A construção de um currículo inovador é mediada por relações participativas e democráticas, onde múltiplos autores disputam ideias, mudanças e reformas na educação. Por isso, são relações capazes de mediar conflitos, de negociar estratégias para o fortalecimento das experiências e de desenvolver compreensões valorativas e habilidades para lidar com a complexidade das relações sociais.

Nesse sentido, as relações interpessoais são aprimoradas porque participam das decisões curriculares com posturas reflexivas perante o poder e o oficial. As decisões coletivas são sempre marcadas, não necessariamente por algo novo, mas por algo melhor para um determinado grupo, num determinado contexto sociocultural.

Para gerar inovação curricular é necessário provocar mudanças conscientes e intencionais com o propósito de transformar o existente, tendo como consequência o desequilíbrio ou a rutura com a estrutura vertical de poder. O princípio inovador tem mais probabilidade de permanecer se o processo de mudança se basear em ideias públicas de educação (para todos), porque nelas residem os propósitos da inclusão e da interculturalidade.

Nesse sentido, consideramos que a cultura de inovação curricular na universidade se pode desenvolver a partir de um processo permanente de integração da experiência com o conhecimento, de participação nas decisões curriculares (Beane, 2003), de legitimação do conhecimento pluriversitário (Santos, 2008) e do protagonismo dos estudantes na relação ensino-aprendizagem (Lucarelli, 2003).
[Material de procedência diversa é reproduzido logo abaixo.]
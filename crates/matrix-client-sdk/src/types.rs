//! 协议数据结构 - Matrix client-server API (r0) 的 JSON 载荷
//!
//! 包括：
//! - 登录 / 资料 / 房间管理等 REST 接口的请求与响应
//! - `/sync` 响应的信封结构（事件体保留 raw JSON，由注册表二次解码）
//! - 解码后的房间事件与消息内容类型

use serde::{Deserialize, Serialize};
use serde_json::Value;
use std::collections::HashMap;

use crate::error::{MatrixSdkError, Result};

/// 登录请求（密码方式）
#[derive(Debug, Clone, Serialize)]
pub struct LoginRequest {
    #[serde(rename = "type")]
    pub login_type: String,
    pub user: String,
    pub password: String,
}

impl LoginRequest {
    pub fn password(user: impl Into<String>, password: impl Into<String>) -> Self {
        Self {
            login_type: "m.login.password".to_string(),
            user: user.into(),
            password: password.into(),
        }
    }
}

/// 登录响应
#[derive(Debug, Clone, Deserialize)]
pub struct LoginResponse {
    pub user_id: String,
    pub access_token: String,
    #[serde(default)]
    pub device_id: Option<String>,
    #[serde(default)]
    pub home_server: Option<String>,
}

/// 用户资料
#[derive(Debug, Clone, Default, Deserialize)]
pub struct Profile {
    #[serde(default)]
    pub displayname: Option<String>,
    #[serde(default)]
    pub avatar_url: Option<String>,
}

/// 建房请求
///
/// 所有字段可选；`Default` 即一个空请求（服务端取默认房间配置）。
#[derive(Debug, Clone, Default, Serialize)]
pub struct CreateRoomRequest {
    #[serde(skip_serializing_if = "Option::is_none")]
    pub name: Option<String>,
    #[serde(skip_serializing_if = "Option::is_none")]
    pub topic: Option<String>,
    #[serde(skip_serializing_if = "Option::is_none")]
    pub room_alias_name: Option<String>,
    #[serde(skip_serializing_if = "Vec::is_empty", default)]
    pub invite: Vec<String>,
    #[serde(skip_serializing_if = "Option::is_none")]
    pub visibility: Option<String>,
    #[serde(skip_serializing_if = "Option::is_none")]
    pub preset: Option<String>,
    #[serde(skip_serializing_if = "Option::is_none")]
    pub is_direct: Option<bool>,
}

/// 公开房间列表
#[derive(Debug, Clone, Deserialize)]
pub struct PublicRooms {
    #[serde(default)]
    pub chunk: Vec<PublicRoomEntry>,
    #[serde(default)]
    pub next_batch: Option<String>,
    #[serde(default)]
    pub total_room_count_estimate: Option<u64>,
}

#[derive(Debug, Clone, Deserialize)]
pub struct PublicRoomEntry {
    pub room_id: String,
    #[serde(default)]
    pub name: Option<String>,
    #[serde(default)]
    pub topic: Option<String>,
    #[serde(default)]
    pub canonical_alias: Option<String>,
    #[serde(default)]
    pub num_joined_members: u64,
    #[serde(default)]
    pub world_readable: bool,
    #[serde(default)]
    pub guest_can_join: bool,
    #[serde(default)]
    pub avatar_url: Option<String>,
}

/// 房间标签
#[derive(Debug, Clone, Default, Deserialize)]
pub struct RoomTags {
    #[serde(default)]
    pub tags: HashMap<String, TagContent>,
}

#[derive(Debug, Clone, Default, Deserialize)]
pub struct TagContent {
    #[serde(default)]
    pub order: Option<f64>,
}

/// 媒体上传响应
#[derive(Debug, Clone, Deserialize)]
pub struct MediaUploadResponse {
    pub content_uri: String,
}

/// `/versions` 响应
#[derive(Debug, Clone, Deserialize)]
pub struct VersionsResponse {
    pub versions: Vec<String>,
}

// ---------------------------------------------------------------------------
// /sync 信封
// ---------------------------------------------------------------------------

/// `/sync` 响应信封
///
/// 事件体保留为 raw `Value`，由 [`EventTypeRegistry`](crate::registry::EventTypeRegistry)
/// 按注册的类型标签二次解码。
#[derive(Debug, Clone, Deserialize)]
pub struct SyncResponse {
    pub next_batch: String,
    #[serde(default)]
    pub rooms: SyncRooms,
}

#[derive(Debug, Clone, Default, Deserialize)]
pub struct SyncRooms {
    #[serde(default)]
    pub join: HashMap<String, JoinedRoomWire>,
    #[serde(default)]
    pub invite: HashMap<String, InvitedRoomWire>,
}

#[derive(Debug, Clone, Default, Deserialize)]
pub struct JoinedRoomWire {
    #[serde(default)]
    pub timeline: TimelineWire,
    #[serde(default)]
    pub state: StateWire,
}

#[derive(Debug, Clone, Default, Deserialize)]
pub struct TimelineWire {
    #[serde(default)]
    pub events: Vec<Value>,
    #[serde(default)]
    pub limited: bool,
    #[serde(default)]
    pub prev_batch: Option<String>,
}

#[derive(Debug, Clone, Default, Deserialize)]
pub struct StateWire {
    #[serde(default)]
    pub events: Vec<Value>,
}

#[derive(Debug, Clone, Default, Deserialize)]
pub struct InvitedRoomWire {
    #[serde(default)]
    pub invite_state: StateWire,
}

// ---------------------------------------------------------------------------
// 解码后的事件
// ---------------------------------------------------------------------------

/// 解码后的房间事件
#[derive(Debug, Clone)]
pub struct RoomEvent {
    pub event_type: String,
    pub sender: Option<String>,
    pub event_id: Option<String>,
    pub origin_server_ts: Option<u64>,
    pub state_key: Option<String>,
    pub content: EventContent,
}

/// 事件内容（tagged variant）
///
/// 未注册的事件类型落入 `Raw`，保留原始字段，解码永不因未知类型失败。
#[derive(Debug, Clone)]
pub enum EventContent {
    Message(MessageContent),
    Member(MemberContent),
    RoomName(RoomNameContent),
    RoomTopic(RoomTopicContent),
    Raw(Value),
}

#[derive(Debug, Clone, Deserialize)]
pub struct MemberContent {
    pub membership: String,
    #[serde(default)]
    pub displayname: Option<String>,
    #[serde(default)]
    pub avatar_url: Option<String>,
}

#[derive(Debug, Clone, Deserialize)]
pub struct RoomNameContent {
    #[serde(default)]
    pub name: String,
}

#[derive(Debug, Clone, Deserialize)]
pub struct RoomTopicContent {
    #[serde(default)]
    pub topic: String,
}

/// 消息内容（`m.room.message` 的 msgtype 命名空间）
#[derive(Debug, Clone)]
pub enum MessageContent {
    Text(TextMessage),
    Emote(TextMessage),
    Notice(TextMessage),
    Image(FileMessage),
    File(FileMessage),
    /// 未注册 msgtype 的兜底
    Raw(Value),
}

#[derive(Debug, Clone, Serialize, Deserialize)]
pub struct TextMessage {
    pub body: String,
    #[serde(default, skip_serializing_if = "Option::is_none")]
    pub format: Option<String>,
    #[serde(default, skip_serializing_if = "Option::is_none")]
    pub formatted_body: Option<String>,
}

impl TextMessage {
    pub fn plain(body: impl Into<String>) -> Self {
        Self {
            body: body.into(),
            format: None,
            formatted_body: None,
        }
    }
}

#[derive(Debug, Clone, Serialize, Deserialize)]
pub struct FileMessage {
    pub body: String,
    #[serde(default, skip_serializing_if = "Option::is_none")]
    pub url: Option<String>,
    #[serde(default, skip_serializing_if = "Option::is_none")]
    pub info: Option<Value>,
}

impl MessageContent {
    pub fn text(body: impl Into<String>) -> Self {
        MessageContent::Text(TextMessage::plain(body))
    }

    pub fn msgtype(&self) -> Option<&str> {
        match self {
            MessageContent::Text(_) => Some("m.text"),
            MessageContent::Emote(_) => Some("m.emote"),
            MessageContent::Notice(_) => Some("m.notice"),
            MessageContent::Image(_) => Some("m.image"),
            MessageContent::File(_) => Some("m.file"),
            MessageContent::Raw(v) => v.get("msgtype").and_then(Value::as_str),
        }
    }

    pub fn body(&self) -> Option<&str> {
        match self {
            MessageContent::Text(m) | MessageContent::Emote(m) | MessageContent::Notice(m) => {
                Some(m.body.as_str())
            }
            MessageContent::Image(m) | MessageContent::File(m) => Some(m.body.as_str()),
            MessageContent::Raw(v) => v.get("body").and_then(Value::as_str),
        }
    }

    /// 序列化成线上格式（注入 msgtype 标签）
    pub fn to_wire(&self) -> Result<Value> {
        let mut value = match self {
            MessageContent::Text(m) | MessageContent::Emote(m) | MessageContent::Notice(m) => {
                serde_json::to_value(m)?
            }
            MessageContent::Image(m) | MessageContent::File(m) => serde_json::to_value(m)?,
            MessageContent::Raw(v) => return Ok(v.clone()),
        };
        let msgtype = self
            .msgtype()
            .ok_or_else(|| MatrixSdkError::Validation("missing msgtype".to_string()))?;
        value
            .as_object_mut()
            .ok_or_else(|| MatrixSdkError::Validation("message content must be an object".to_string()))?
            .insert("msgtype".to_string(), Value::String(msgtype.to_string()));
        Ok(value)
    }
}

// ---------------------------------------------------------------------------
// 房间增量
// ---------------------------------------------------------------------------

/// 一次 sync 中某个房间的增量，派发给订阅者后即丢弃
#[derive(Debug, Clone)]
pub struct RoomDelta {
    pub room_id: String,
    pub kind: RoomDeltaKind,
}

#[derive(Debug, Clone)]
pub enum RoomDeltaKind {
    Joined(JoinedRoom),
    Invited(InvitedRoom),
}

#[derive(Debug, Clone)]
pub struct JoinedRoom {
    pub timeline_events: Vec<RoomEvent>,
    pub state_events: Vec<RoomEvent>,
}

#[derive(Debug, Clone)]
pub struct InvitedRoom {
    pub invite_state_events: Vec<RoomEvent>,
}

#[cfg(test)]
mod tests {
    use super::*;

    #[test]
    fn test_message_to_wire_injects_msgtype() {
        let msg = MessageContent::text("hello");
        let wire = msg.to_wire().unwrap();
        assert_eq!(wire["msgtype"], "m.text");
        assert_eq!(wire["body"], "hello");
    }

    #[test]
    fn test_sync_envelope_defaults() {
        let sync: SyncResponse = serde_json::from_str(r#"{"next_batch":"s1"}"#).unwrap();
        assert_eq!(sync.next_batch, "s1");
        assert!(sync.rooms.join.is_empty());
        assert!(sync.rooms.invite.is_empty());
    }
}
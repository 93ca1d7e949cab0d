//! 客户端配置

use serde::{Deserialize, Serialize};

/// 客户端配置
#[derive(Debug, Clone, Serialize, Deserialize)]
pub struct ClientConfig {
    /// sync 长轮询超时（毫秒）
    pub sync_timeout_ms: u64,
    /// sync 失败后的退避间隔（毫秒）
    pub bad_sync_interval_ms: u64,
    /// 后台循环两次迭代之间的间隔（毫秒）
    pub loop_interval_ms: u64,
    /// 出站重试配置
    pub retry_config: RetryConfig,
    /// 房间增量广播缓冲区大小
    pub delta_buffer_size: usize,
}

/// 出站投递重试配置
#[derive(Debug, Clone, Serialize, Deserialize)]
pub struct RetryConfig {
    /// 首次重试延迟（秒）
    pub base_backoff_secs: u64,
    /// 累计退避超过该阈值后放弃投递（秒）
    pub give_up_after_secs: u64,
    /// 事务 ID 采样空间上界（ID 取 1..space）
    pub txn_id_space: u32,
}

impl Default for RetryConfig {
    fn default() -> Self {
        Self {
            base_backoff_secs: 2,
            give_up_after_secs: 300,
            txn_id_space: 64,
        }
    }
}

impl Default for ClientConfig {
    fn default() -> Self {
        Self {
            sync_timeout_ms: 10_000,
            bad_sync_interval_ms: 25_000,
            loop_interval_ms: 250,
            retry_config: RetryConfig::default(),
            delta_buffer_size: 256,
        }
    }
}

impl ClientConfig {
    pub fn builder() -> ClientConfigBuilder {
        ClientConfigBuilder::new()
    }
}

/// 配置构建器
pub struct ClientConfigBuilder {
    config: ClientConfig,
}

impl ClientConfigBuilder {
    pub fn new() -> Self {
        Self {
            config: ClientConfig::default(),
        }
    }

    pub fn sync_timeout_ms(mut self, ms: u64) -> Self {
        self.config.sync_timeout_ms = ms;
        self
    }

    pub fn bad_sync_interval_ms(mut self, ms: u64) -> Self {
        self.config.bad_sync_interval_ms = ms;
        self
    }

    pub fn loop_interval_ms(mut self, ms: u64) -> Self {
        self.config.loop_interval_ms = ms;
        self
    }

    pub fn retry_config(mut self, retry: RetryConfig) -> Self {
        self.config.retry_config = retry;
        self
    }

    pub fn delta_buffer_size(mut self, size: usize) -> Self {
        self.config.delta_buffer_size = size;
        self
    }

    pub fn build(self) -> ClientConfig {
        self.config
    }
}

impl Default for ClientConfigBuilder {
    fn default() -> Self {
        Self::new()
    }
}
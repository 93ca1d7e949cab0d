use std::fmt;

/// 协议层错误码（homeserver 返回的 errcode）
///
/// 只枚举 SDK 需要区分处理的错误码，其余归入 `Unknown`。
#[derive(Debug, Clone, Copy, PartialEq, Eq)]
pub enum ErrorCode {
    Forbidden,
    UnknownToken,
    BadJson,
    NotJson,
    NotFound,
    LimitExceeded,
    TooLarge,
    Unknown,
    /// 服务端返回了无法识别的 errcode 字符串
    Unrecognized,
}

impl ErrorCode {
    pub fn from_errcode(errcode: &str) -> Self {
        match errcode {
            "M_FORBIDDEN" => ErrorCode::Forbidden,
            "M_UNKNOWN_TOKEN" => ErrorCode::UnknownToken,
            "M_BAD_JSON" => ErrorCode::BadJson,
            "M_NOT_JSON" => ErrorCode::NotJson,
            "M_NOT_FOUND" => ErrorCode::NotFound,
            "M_LIMIT_EXCEEDED" => ErrorCode::LimitExceeded,
            "M_TOO_LARGE" => ErrorCode::TooLarge,
            // M_UNKNOWN 实际语义是服务端校验失败（内容被拒绝）
            "M_UNKNOWN" => ErrorCode::Unknown,
            _ => ErrorCode::Unrecognized,
        }
    }

    /// 该错误码是否表示内容被永久拒绝（不应重试）
    pub fn is_permanent_rejection(&self) -> bool {
        matches!(
            self,
            ErrorCode::Unknown
                | ErrorCode::Forbidden
                | ErrorCode::BadJson
                | ErrorCode::NotJson
                | ErrorCode::TooLarge
        )
    }
}

#[derive(Debug)]
pub enum MatrixSdkError {
    /// 网络不可达 / 超时（可重试）
    Transport(String),
    /// 服务端返回结构化协议错误
    Server { errcode: String, message: String },
    /// 出站内容校验失败或服务端确认拒绝（不重试）
    Validation(String),
    /// 入站数据解码失败（仅中止当前一次 sync）
    Decode(String),
    /// 配置错误
    Config(String),
    /// 同步循环已在运行
    AlreadyRunning,
    /// 尚未登录
    NotLoggedIn,
    /// 非 Application Service 模式下调用了 AS 专属操作
    NotAppService,
    Other(String),
}

impl fmt::Display for MatrixSdkError {
    fn fmt(&self, f: &mut fmt::Formatter<'_>) -> fmt::Result {
        match self {
            MatrixSdkError::Transport(e) => write!(f, "Transport error: {}", e),
            MatrixSdkError::Server { errcode, message } => {
                write!(f, "Server error [{}]: {}", errcode, message)
            }
            MatrixSdkError::Validation(e) => write!(f, "Validation error: {}", e),
            MatrixSdkError::Decode(e) => write!(f, "Decode error: {}", e),
            MatrixSdkError::Config(e) => write!(f, "Config error: {}", e),
            MatrixSdkError::AlreadyRunning => write!(f, "Sync loop already running"),
            MatrixSdkError::NotLoggedIn => write!(f, "Not logged in"),
            MatrixSdkError::NotAppService => {
                write!(f, "Client is not registered as an application service")
            }
            MatrixSdkError::Other(e) => write!(f, "Other error: {}", e),
        }
    }
}

impl std::error::Error for MatrixSdkError {}

impl From<serde_json::Error> for MatrixSdkError {
    fn from(error: serde_json::Error) -> Self {
        MatrixSdkError::Decode(error.to_string())
    }
}

impl MatrixSdkError {
    /// 解析出服务端错误码（如果这是一个协议错误）
    pub fn error_code(&self) -> Option<ErrorCode> {
        match self {
            MatrixSdkError::Server { errcode, .. } => Some(ErrorCode::from_errcode(errcode)),
            _ => None,
        }
    }

    /// 判断出站投递失败后是否值得重试
    ///
    /// Transport 类一律重试；Server 类看 errcode 是否为永久拒绝；
    /// Validation 类永不重试。
    pub fn is_retryable(&self) -> bool {
        match self {
            MatrixSdkError::Transport(_) => true,
            MatrixSdkError::Server { errcode, .. } => {
                !ErrorCode::from_errcode(errcode).is_permanent_rejection()
            }
            _ => false,
        }
    }
}

pub type Result<T> = std::result::Result<T, MatrixSdkError>;

#[cfg(test)]
mod tests {
    use super::*;

    #[test]
    fn test_errcode_classification() {
        assert!(ErrorCode::from_errcode("M_UNKNOWN").is_permanent_rejection());
        assert!(ErrorCode::from_errcode("M_FORBIDDEN").is_permanent_rejection());
        assert!(!ErrorCode::from_errcode("M_LIMIT_EXCEEDED").is_permanent_rejection());
        assert!(!ErrorCode::from_errcode("M_SOMETHING_NEW").is_permanent_rejection());
    }

    #[test]
    fn test_retryable() {
        assert!(MatrixSdkError::Transport("timeout".into()).is_retryable());
        assert!(MatrixSdkError::Server {
            errcode: "M_LIMIT_EXCEEDED".into(),
            message: "slow down".into()
        }
        .is_retryable());
        assert!(!MatrixSdkError::Server {
            errcode: "M_UNKNOWN".into(),
            message: "rejected".into()
        }
        .is_retryable());
        assert!(!MatrixSdkError::Validation("missing body".into()).is_retryable());
    }
}
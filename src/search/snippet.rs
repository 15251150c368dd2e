//! Source excerpts read from the working tree at query time.

use std::fs;
use std::path::PathBuf;

use tracing::debug;

use crate::error::IndexError;

/// Lines shown before a symbol's declaration line
pub const SYMBOL_LOOKBACK: usize = 5;
/// Lines in a symbol snippet
pub const SYMBOL_WINDOW: usize = 20;
/// Lines in a path lookup snippet
pub const PATH_WINDOW: usize = 200;
/// Lines in a free-text result snippet
pub const TEXT_WINDOW: usize = 40;

/// Reads line windows of project files relative to a root
#[derive(Debug, Clone)]
pub struct SourceReader {
    root: PathBuf,
}

impl SourceReader {
    pub fn new(root: impl Into<PathBuf>) -> Self {
        Self { root: root.into() }
    }

    /// Lines `[start, start + count)` (0-based) joined by `\n`.
    ///
    /// A file that cannot be read yields an empty string.
    pub fn window(&self, rel_path: &str, start: usize, count: usize) -> String {
        match self.read(rel_path) {
            Ok(text) => split_lines(&text)
                .skip(start)
                .take(count)
                .collect::<Vec<_>>()
                .join("\n"),
            Err(e) => {
                debug!("Empty snippet: {}", e);
                String::new()
            }
        }
    }

    /// Window around a 1-based declaration line
    pub fn around_line(&self, rel_path: &str, lineno: usize) -> String {
        self.window(rel_path, lineno.saturating_sub(SYMBOL_LOOKBACK), SYMBOL_WINDOW)
    }

    /// First `count` lines of a file
    pub fn head(&self, rel_path: &str, count: usize) -> String {
        self.window(rel_path, 0, count)
    }

    fn read(&self, rel_path: &str) -> Result<String, IndexError> {
        let path = self.root.join(rel_path);
        fs::read(&path)
            .map(|bytes| String::from_utf8_lossy(&bytes).into_owned())
            .map_err(|source| IndexError::IoUnavailable { path, source })
    }
}

/// Split on every line boundary Python's `str.splitlines` recognizes.
///
/// `\r\n` counts as one boundary; a trailing terminator does not start an
/// extra empty line.
pub fn split_lines(text: &str) -> impl Iterator<Item = &str> {
    let mut rest = text;
    std::iter::from_fn(move || {
        if rest.is_empty() {
            return None;
        }
        match rest.char_indices().find(|&(_, c)| is_line_break(c)) {
            Some((at, c)) => {
                let line = &rest[..at];
                let mut next = at + c.len_utf8();
                if c == '\r' && rest[next..].starts_with('\n') {
                    next += 1;
                }
                rest = &rest[next..];
                Some(line)
            }
            None => {
                let line = rest;
                rest = "";
                Some(line)
            }
        }
    })
}

fn is_line_break(c: char) -> bool {
    matches!(
        c,
        '\n' | '\r'
            | '\u{0b}'
            | '\u{0c}'
            | '\u{1c}'
            | '\u{1d}'
            | '\u{1e}'
            | '\u{85}'
            | '\u{2028}'
            | '\u{2029}'
    )
}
Tendo em conta os aspetos referidos, o currículo do curso de medicina da Universidade do Minho apresenta elementos que favorecem uma cultura inovadora. Verificamos que a organização curricular é sustentada pelo princípio da integração e pela flexibilidade e o desenvolvimento curricular centrado na aprendizagem do aluno.

 

Integração e flexibilidade do currículo no curso de medicina da Universidade do Minho

O currículo do curso de medicina da Universidade do Minho é constituído por cinco áreas científicas: Saúde Comunitária; Ciências Sociais e Humanas; Ciências Biológicas e Biomédicas; Patologia e Clínica. Os conhecimentos das áreas científicas estão organizados em trinta e quatro unidades curriculares. Cada unidade curricular pode conter elementos de uma ou mais áreas científicas. As unidades curriculares de Projeto de Opção I, II, III e Estágio Final contemplam cinco áreas científicas cada uma, justamente porque desempenham um importante papel na flexibilização do currículo porque permitem aos alunos, ao longo do curso, realizarem vários projetos de livre escolha.

Na opinião de um dos gestores da escola (G1), as unidades curriculares têm o objetivo de promover a “integração horizontal dos conteúdos”. O currículo do curso não se organiza por disciplinas, mas por unidades curriculares, que cumprem o papel de integrar as áreas científicas. As unidades curriculares são temáticas e sequenciais.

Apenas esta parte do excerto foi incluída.